If at First You Don’t Succeed… You Might be Doing Research: Part 2

Our project this summer centers around identifying flower density in aerial images. Now that we have a working process for collecting and compiling these images, we are working to find an algorithm that will accurately compute flower densities. We decided to tackle this problem using machine learning.

Machine learning is great for this kind of problem. It is difficult to see exactly how a computer would differentiate between flowers and non-flowers. With the help of machine learning, however, we don’t have to figure out a precise way. Instead we can look for characteristics of the images that appear to differ between flowers and non-flowers, calculate these, and let the computer determine the boundaries and full algorithm.

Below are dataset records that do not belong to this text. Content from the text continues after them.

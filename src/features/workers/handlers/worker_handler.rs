use std::sync::Arc;

use axum::{
    extract::{Path, State},
    http::StatusCode,
    Json,
};
use uuid::Uuid;
use validator::Validate;

use crate::core::error::{AppError, Result};
use crate::core::extractor::{AppJson, AppQuery};
use crate::features::auth::guards::RequireAuthority;
use crate::features::auth::password::hash_password;
use crate::features::workers::dtos::{
    RegisterWorkerDto, RejectWorkerDto, WorkerQueryParams, WorkerResponseDto,
};
use crate::features::workers::models::{CreateWorker, ReviewDecision};
use crate::features::workers::services::WorkerService;
use crate::shared::types::{ApiResponse, Meta, PaginationQuery};

/// Register as a field worker
#[utoipa::path(
    post,
    path = "/api/workers/register",
    request_body = RegisterWorkerDto,
    responses(
        (status = 201, description = "Registration received, pending approval", body = ApiResponse<WorkerResponseDto>),
        (status = 400, description = "Validation error"),
        (status = 409, description = "Email already registered")
    ),
    tag = "workers"
)]
pub async fn register_worker(
    State(service): State<Arc<WorkerService>>,
    AppJson(dto): AppJson<RegisterWorkerDto>,
) -> Result<(StatusCode, Json<ApiResponse<WorkerResponseDto>>)> {
    dto.validate()?;

    let password_hash = hash_password(&dto.password).map_err(|e| {
        tracing::error!("Failed to hash worker password: {}", e);
        AppError::Internal("Failed to hash password".to_string())
    })?;

    let worker = service
        .register(&CreateWorker {
            name: dto.name.trim().to_string(),
            email: dto.email.trim().to_string(),
            phone: dto.phone,
            zone: dto.zone.trim().to_string(),
            department_id: dto.department_id,
            department_name: dto.department_name,
            password_hash,
        })
        .await?;

    Ok((
        StatusCode::CREATED,
        Json(ApiResponse::success(
            Some(worker.into()),
            Some("Registration received. An authority will review it shortly.".to_string()),
            None,
        )),
    ))
}

/// List workers (authority only)
#[utoipa::path(
    get,
    path = "/api/workers",
    params(WorkerQueryParams, PaginationQuery),
    responses(
        (status = 200, description = "Workers", body = ApiResponse<Vec<WorkerResponseDto>>),
        (status = 401, description = "Unauthorized"),
        (status = 403, description = "Authority access required")
    ),
    security(("bearer_auth" = [])),
    tag = "workers"
)]
pub async fn list_workers(
    RequireAuthority(_user): RequireAuthority,
    State(service): State<Arc<WorkerService>>,
    AppQuery(params): AppQuery<WorkerQueryParams>,
    AppQuery(pagination): AppQuery<PaginationQuery>,
) -> Result<Json<ApiResponse<Vec<WorkerResponseDto>>>> {
    let (workers, total) = service
        .list(params.status, pagination.offset(), pagination.limit())
        .await?;
    let dtos: Vec<WorkerResponseDto> = workers.into_iter().map(|w| w.into()).collect();
    Ok(Json(ApiResponse::success(
        Some(dtos),
        None,
        Some(Meta { total }),
    )))
}

/// Approve a pending registration (authority only)
#[utoipa::path(
    post,
    path = "/api/workers/{id}/approve",
    params(("id" = Uuid, Path, description = "Worker ID")),
    responses(
        (status = 200, description = "Worker approved", body = ApiResponse<WorkerResponseDto>),
        (status = 403, description = "Authority access required"),
        (status = 404, description = "Worker not found"),
        (status = 409, description = "Already reviewed")
    ),
    security(("bearer_auth" = [])),
    tag = "workers"
)]
pub async fn approve_worker(
    RequireAuthority(user): RequireAuthority,
    State(service): State<Arc<WorkerService>>,
    Path(id): Path<Uuid>,
) -> Result<Json<ApiResponse<WorkerResponseDto>>> {
    let worker = service
        .review(id, ReviewDecision::Approve, &user.subject_id, None)
        .await?;
    Ok(Json(ApiResponse::success(Some(worker.into()), None, None)))
}

/// Reject a pending registration (authority only)
#[utoipa::path(
    post,
    path = "/api/workers/{id}/reject",
    params(("id" = Uuid, Path, description = "Worker ID")),
    request_body = RejectWorkerDto,
    responses(
        (status = 200, description = "Worker rejected", body = ApiResponse<WorkerResponseDto>),
        (status = 403, description = "Authority access required"),
        (status = 404, description = "Worker not found"),
        (status = 409, description = "Already reviewed")
    ),
    security(("bearer_auth" = [])),
    tag = "workers"
)]
pub async fn reject_worker(
    RequireAuthority(user): RequireAuthority,
    State(service): State<Arc<WorkerService>>,
    Path(id): Path<Uuid>,
    AppJson(dto): AppJson<RejectWorkerDto>,
) -> Result<Json<ApiResponse<WorkerResponseDto>>> {
    dto.validate()?;

    let reason = dto.reason.as_deref().map(str::trim).filter(|r| !r.is_empty());
    let worker = service
        .review(id, ReviewDecision::Reject, &user.subject_id, reason)
        .await?;
    Ok(Json(ApiResponse::success(Some(worker.into()), None, None)))
}
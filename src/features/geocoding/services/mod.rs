mod geocoding_service;

pub use geocoding_service::GeocodingService;
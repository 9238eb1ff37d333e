mod worker_service;

pub use worker_service::WorkerService;
mod core;
mod features;
mod modules;
mod shared;

use crate::core::config::Config;
use crate::core::openapi::{ApiDoc, SwaggerInfoModifier};
use crate::core::{database, middleware};
use crate::features::ai::handlers::AiState;
use crate::features::ai::{
    routes as ai_routes, ClassificationService, GeminiClient, GenerativeModel,
    TranscriptionService, VerificationService,
};
use crate::features::auth::{routes as auth_routes, SessionService};
use crate::features::geocoding::{routes as geocoding_routes, GeocodingService};
use crate::features::reports::handlers::ReportState;
use crate::features::reports::{routes as reports_routes, ReportImageService, ReportService};
use crate::features::workers::{routes as workers_routes, WorkerService};
use crate::modules::storage::{MinIOClient, ObjectStore};
use axum::extract::DefaultBodyLimit;
use axum::{middleware::from_fn, Router};
use std::sync::Arc;
use tower_http::request_id::{PropagateRequestIdLayer, SetRequestIdLayer};
use tower_http::trace::{DefaultOnRequest, DefaultOnResponse, TraceLayer};
use tracing::Level;
use tracing_subscriber::{layer::SubscriberExt, util::SubscriberInitExt};
use utoipa::Modify;
use utoipa::OpenApi;
use utoipa_swagger_ui::SwaggerUi;

fn main() -> anyhow::Result<()> {
    // Build Tokio runtime with configurable worker threads
    let worker_threads = std::env::var("TOKIO_WORKER_THREADS")
        .ok()
        .and_then(|s| s.parse().ok())
        .unwrap_or_else(|| {
            std::thread::available_parallelism()
                .map(|p| p.get())
                .unwrap_or(4)
        });

    let runtime = tokio::runtime::Builder::new_multi_thread()
        .worker_threads(worker_threads)
        .max_blocking_threads(worker_threads * 4)
        .enable_all()
        .build()?;

    runtime.block_on(async_main(worker_threads))
}

async fn async_main(worker_threads: usize) -> anyhow::Result<()> {
    // Load .env file BEFORE initializing logger so RUST_LOG is available
    let _ = dotenvy::dotenv();

    tracing_subscriber::registry()
        .with(
            tracing_subscriber::EnvFilter::try_from_default_env().unwrap_or_else(|_| "info".into()),
        )
        .with(tracing_subscriber::fmt::layer())
        .init();

    let config = Config::from_env().map_err(|e| anyhow::anyhow!(e))?;

    tracing::info!(
        "System info: tokio_worker_threads={}, pid={}",
        worker_threads,
        std::process::id()
    );
    tracing::info!("Configuration loaded successfully");

    let pool = database::create_pool(&config.database).await?;
    tracing::info!("Database connection pool created");

    tracing::info!("Running database migrations...");
    database::run_migrations(&pool)
        .await
        .map_err(|e| anyhow::anyhow!("Migration failed: {}", e))?;
    tracing::info!("Database migrations completed successfully");

    // Generative model is optional; gateways report misconfiguration without it
    let model: Option<Arc<dyn GenerativeModel>> = match config.generative_ai.api_key.clone() {
        Some(api_key) => {
            let client = GeminiClient::new(api_key, &config.generative_ai)
                .map_err(|e| anyhow::anyhow!("Failed to create Gemini client: {}", e))?;
            tracing::info!(
                "Generative model client initialized (model: {})",
                config.generative_ai.model
            );
            Some(Arc::new(client))
        }
        None => {
            tracing::warn!("GEMINI_API_KEY not set; AI gateways will report misconfiguration");
            None
        }
    };

    let ai = &config.generative_ai;
    let classification_service = Arc::new(ClassificationService::new(
        model.clone(),
        ai.classification_temperature,
        ai.classification_max_tokens,
    ));
    let verification_service = Arc::new(VerificationService::new(
        model.clone(),
        ai.verification_temperature,
        ai.verification_max_tokens,
    ));
    let transcription_service = Arc::new(TranscriptionService::new(
        model,
        ai.transcription_max_tokens,
    ));
    tracing::info!("AI gateway services initialized");

    let geocoding_service = Arc::new(
        GeocodingService::new(&config.geocoding)
            .map_err(|e| anyhow::anyhow!("Failed to create geocoding client: {}", e))?,
    );
    tracing::info!("Geocoding service initialized ({})", config.geocoding.base_url);

    let worker_service = Arc::new(WorkerService::new(pool.clone()));
    let session_service = Arc::new(SessionService::new(
        pool.clone(),
        &config.session,
        config.authority.clone(),
        Arc::clone(&worker_service),
    ));
    tracing::info!("Worker and session services initialized");

    let minio_client = MinIOClient::new(config.minio.clone())
        .await
        .map_err(|e| anyhow::anyhow!("Failed to initialize MinIO client: {}", e))?;
    tracing::info!("MinIO client initialized for bucket: {}", config.minio.bucket);
    let storage: Arc<dyn ObjectStore> = Arc::new(minio_client);

    let image_service = Arc::new(ReportImageService::new(
        pool.clone(),
        Arc::clone(&classification_service),
        storage,
    ));
    let report_service = Arc::new(ReportService::new(
        pool.clone(),
        Arc::clone(&geocoding_service),
        Arc::clone(&worker_service),
        Arc::clone(&image_service),
        Arc::clone(&verification_service),
    ));
    tracing::info!("Report services initialized");

    let report_state = ReportState {
        report_service,
        image_service,
    };
    let ai_state = AiState {
        classification_service,
        verification_service,
        transcription_service,
    };

    // Build application router with dynamic swagger config
    let swagger_modifier = SwaggerInfoModifier {
        title: config.swagger.title.clone(),
        version: config.swagger.version.clone(),
        description: config.swagger.description.clone(),
    };

    let mut openapi = ApiDoc::openapi();
    swagger_modifier.modify(&mut openapi);

    let swagger = if let Some(credentials) = config.swagger.credentials() {
        tracing::info!("Swagger UI basic auth enabled");
        Router::new()
            .merge(SwaggerUi::new("/swagger-ui").url("/api-docs/openapi.json", openapi))
            .layer(from_fn(middleware::basic_auth_middleware(Arc::new(
                credentials,
            ))))
    } else {
        tracing::info!("Swagger UI basic auth disabled (no credentials configured)");
        Router::new().merge(SwaggerUi::new("/swagger-ui").url("/api-docs/openapi.json", openapi))
    };

    // Protected routes (require a staff session)
    let protected_routes = Router::new()
        .merge(auth_routes::protected_routes(Arc::clone(&session_service)))
        .merge(workers_routes::protected_routes(Arc::clone(&worker_service)))
        .merge(reports_routes::protected_routes(report_state.clone()))
        .route_layer(axum::middleware::from_fn_with_state(
            Arc::clone(&session_service),
            middleware::auth_middleware,
        ));

    async fn health_check() -> axum::http::StatusCode {
        axum::http::StatusCode::OK
    }
    let health_route = Router::new().route("/health", axum::routing::get(health_check));

    // Public routes (no auth required)
    let public_routes = Router::new()
        .merge(auth_routes::public_routes(session_service))
        .merge(workers_routes::public_routes(worker_service))
        .merge(ai_routes::routes(ai_state))
        .merge(reports_routes::public_routes(report_state.clone()))
        .merge(geocoding_routes::routes(geocoding_service));

    let app = Router::new()
        .merge(swagger)
        .merge(protected_routes)
        .merge(public_routes)
        .merge(health_route)
        .layer(middleware::cors_layer(
            config.app.cors_allowed_origins.clone(),
        ))
        // Bridge routes carry their own permissive CORS layer
        .merge(reports_routes::bridge_routes(report_state))
        .layer(DefaultBodyLimit::max(config.app.max_request_body_size))
        // Propagate X-Request-Id to response headers
        .layer(PropagateRequestIdLayer::x_request_id())
        .layer(
            TraceLayer::new_for_http()
                .make_span_with(middleware::MakeSpanWithRequestId)
                .on_request(DefaultOnRequest::new().level(Level::INFO))
                .on_response(DefaultOnResponse::new().level(Level::INFO)),
        )
        // Generate X-Request-Id using UUID v7 (or use client-provided one)
        .layer(SetRequestIdLayer::x_request_id(middleware::MakeRequestUuid));

    let addr = config.app.server_address();
    let socket_addr: std::net::SocketAddr = addr
        .parse()
        .map_err(|e| anyhow::anyhow!("Invalid address: {}", e))?;

    // Use socket2 for TCP listener configuration
    let socket = socket2::Socket::new(
        socket2::Domain::for_address(socket_addr),
        socket2::Type::STREAM,
        Some(socket2::Protocol::TCP),
    )?;

    socket.set_reuse_address(true)?;
    #[cfg(unix)]
    socket.set_reuse_port(true)?;
    socket.set_nodelay(true)?;

    #[cfg(target_os = "linux")]
    {
        let keepalive = socket2::TcpKeepalive::new()
            .with_time(std::time::Duration::from_secs(60))
            .with_interval(std::time::Duration::from_secs(10))
            .with_retries(3);
        socket.set_tcp_keepalive(&keepalive)?;
    }
    #[cfg(not(target_os = "linux"))]
    {
        let keepalive = socket2::TcpKeepalive::new().with_time(std::time::Duration::from_secs(60));
        socket.set_tcp_keepalive(&keepalive)?;
    }

    socket.set_nonblocking(true)?;
    socket.bind(&socket_addr.into())?;
    socket.listen(1024)?;

    let listener = tokio::net::TcpListener::from_std(socket.into())?;
    tracing::info!("Server listening on http://{}", addr);
    tracing::info!("Swagger UI available at http://{}/swagger-ui/", addr);

    axum::serve(listener, app).await?;

    Ok(())
}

Creating these density maps required several steps. First, we wrote code that “tiles” an image, dividing it into small, overlapping square tiles. We then wrote several functions that calculate features on each of these tiles. These features include average amounts of red, green, and blue in each pixel, HSV thresholding, and texture analysis. They were chosen because they help to distinguish between flowers and their surroundings. One of the ways we defined texture was looking for large variations in color in small areas of a picture. Based on this definition we would expect a flowering bush to have a lot of texture, whereas a homogenous patch of grass would have very little texture. Similarly, thresholding for certain colors, for example the color of blooming buckwheat flowers, helps to distinguish flowers because there should be a higher proportion of this color in images of blooming buckwheat plants.

Unfortunately, none of these features are perfect. Images of the field station have a lot of different things going on in them. There are many kinds of plants, many of which look similar, there are tiny flowers that can’t be seen from the air, there are paths criss-crossing their way across the ground that look remarkably similar in color to buckwheat. There are pebbles strewn across the ground that are shaped just like the flowers we see strewn across bushes. All of these features of the field station make it very difficult to accurately distinguish between flowers and non-flowers.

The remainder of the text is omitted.